Propagierte statt gelebte Unternehmenskultur
Obwohl man sich in der Theorie einig ist, dass Corporate Culture längerfristig ein zentraler Werttreiber eines Unternehmens ist, reduziert die Praxis im Normalfall diese Aufgabe auf die Redaktion von Leitsätzen, die dann als Gebote auf einem hohen Abstraktionsniveau auf Hochglanzpapier gemeisselt werden. Die Nutzlosigkeit solcher Unterfangen, die in den 1990er-Jahren ihren Höhepunkt erreicht hatten, zeigt sich in der Regel darin, dass die wenigsten Mitarbeiter die erschaffenen Gebote kennen und die Leitsätze von Unternehmen mit unterschiedlich gelebten Kulturen fast deckungsgleich sind, weil sie von derselben Kommunikationsagentur redigiert worden ist.
Interne Kommunikation als Instrument der Corporate Culture
Corporate Culture als wirksames Instrument zur Krisenprävention ist intern gelebte Kultur. Eine Krise ist an sich der beste Härtetest für gelebte Corporate Culture, denn erst unter ungünstigen Rahmenbedingungen für das Unternehmen wie für die Mitarbeiterschaft offenbart sich die tatsächliche Bedeutung der gemeinsamen Werte und dem Gemeinsinn.
Es ist unter anderem Aufgabe der Mitarbeiterkommunikation (interne Kommunikation), solche identitätsstiftenden gemeinsamen internen Werte eines Unternehmens zu erkennen und zu pflegen.
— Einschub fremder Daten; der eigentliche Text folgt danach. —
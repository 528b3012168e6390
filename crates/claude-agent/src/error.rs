use std::time::Duration;

use thiserror::Error;

#[derive(Debug, Error)]
pub enum ClaudeAgentError {
    #[error("I/O error: {0}")]
    Io(#[from] std::io::Error),

    #[error("Claude CLI not found: '{0}' is not on PATH")]
    NotInstalled(String),

    #[error("Failed to parse result envelope: {source}\n  output: {output}")]
    Parse {
        output: String,
        #[source]
        source: serde_json::Error,
    },

    #[error("Process error: {0}")]
    Process(String),

    #[error("Claude CLI did not finish within {0:?}")]
    Timeout(Duration),
}
pub mod error;
pub mod routes;
pub mod state;

use axum::routing::{delete, get, post};
use axum::Router;
use std::path::PathBuf;
use tower_http::cors::{Any, CorsLayer};
use tower_http::trace::TraceLayer;

pub use state::AppState;

/// Build the axum Router for the project at `root`.
pub fn build_router(root: PathBuf) -> Router {
    router(AppState::new(root))
}

/// Build the axum Router around an existing state. Used by integration tests
/// to point discovery at fixture directories.
pub fn router(app_state: AppState) -> Router {
    let cors = CorsLayer::new()
        .allow_origin(Any)
        .allow_methods(Any)
        .allow_headers(Any);

    Router::new()
        // Agents
        .route("/api/agents", get(routes::agents::list_agents))
        .route("/api/agents/enrich", post(routes::agents::enrich_agents))
        .route("/api/agents/{name}", get(routes::agents::get_agent))
        // Skills
        .route("/api/skills", get(routes::skills::list_skills))
        .route("/api/skills/{name}", get(routes::skills::get_skill))
        // Metadata cache
        .route("/api/metadata", get(routes::metadata::list_metadata))
        .route("/api/metadata/{name}", delete(routes::metadata::delete_metadata))
        // Card sheet
        .route("/api/cards.png", get(routes::cards::get_cards))
        .layer(TraceLayer::new_for_http())
        .layer(cors)
        .with_state(app_state)
}

/// Serve the API on `port`.
pub async fn serve(root: PathBuf, port: u16, open_browser: bool) -> anyhow::Result<()> {
    let listener = tokio::net::TcpListener::bind(format!("0.0.0.0:{port}")).await?;
    serve_on(root, listener, open_browser).await
}

/// Serve the API on a pre-bound listener, so the caller can read the actual
/// port first when binding to port 0.
pub async fn serve_on(
    root: PathBuf,
    listener: tokio::net::TcpListener,
    open_browser: bool,
) -> anyhow::Result<()> {
    let actual_port = listener.local_addr()?.port();
    let app = build_router(root);

    tracing::info!("Crew API listening on http://localhost:{actual_port}");

    if open_browser {
        let url = format!("http://localhost:{actual_port}/api/cards.png");
        if let Err(e) = open::that(&url) {
            tracing::warn!(error = %e, "could not open browser");
        }
    }

    axum::serve(listener, app).await?;
    Ok(())
}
Marra (1998) kommt anhand einer Fallstudie von AT&T im Jahr 1990 zum Schluss,
“dass insbesondere eine proaktive und kooperative Kommunikationskultur [partizipative Strukturen und flache Hierarchien] sowie starke, von allen Mitarbeitern gelebte Kommunikationsdisziplinen den Erfolg organisationaler Krisenkommunikation bedingen. Defensive und verschlossene Kommunikationskulturen hingegen, die beispielsweise für die inkonsistente Krisenkommunikation bei Volkswagen im Kontext des Abgasskandals (2014 bis heute) verantwortlich gemacht werden, beeinträchtigen den Erfolg trotz vorhandener Krisenpläne erheblich.” (Schwarz & Löffelholz, 2014, S. 7; siehe auch Ingenhoff & Rossberg, 2004)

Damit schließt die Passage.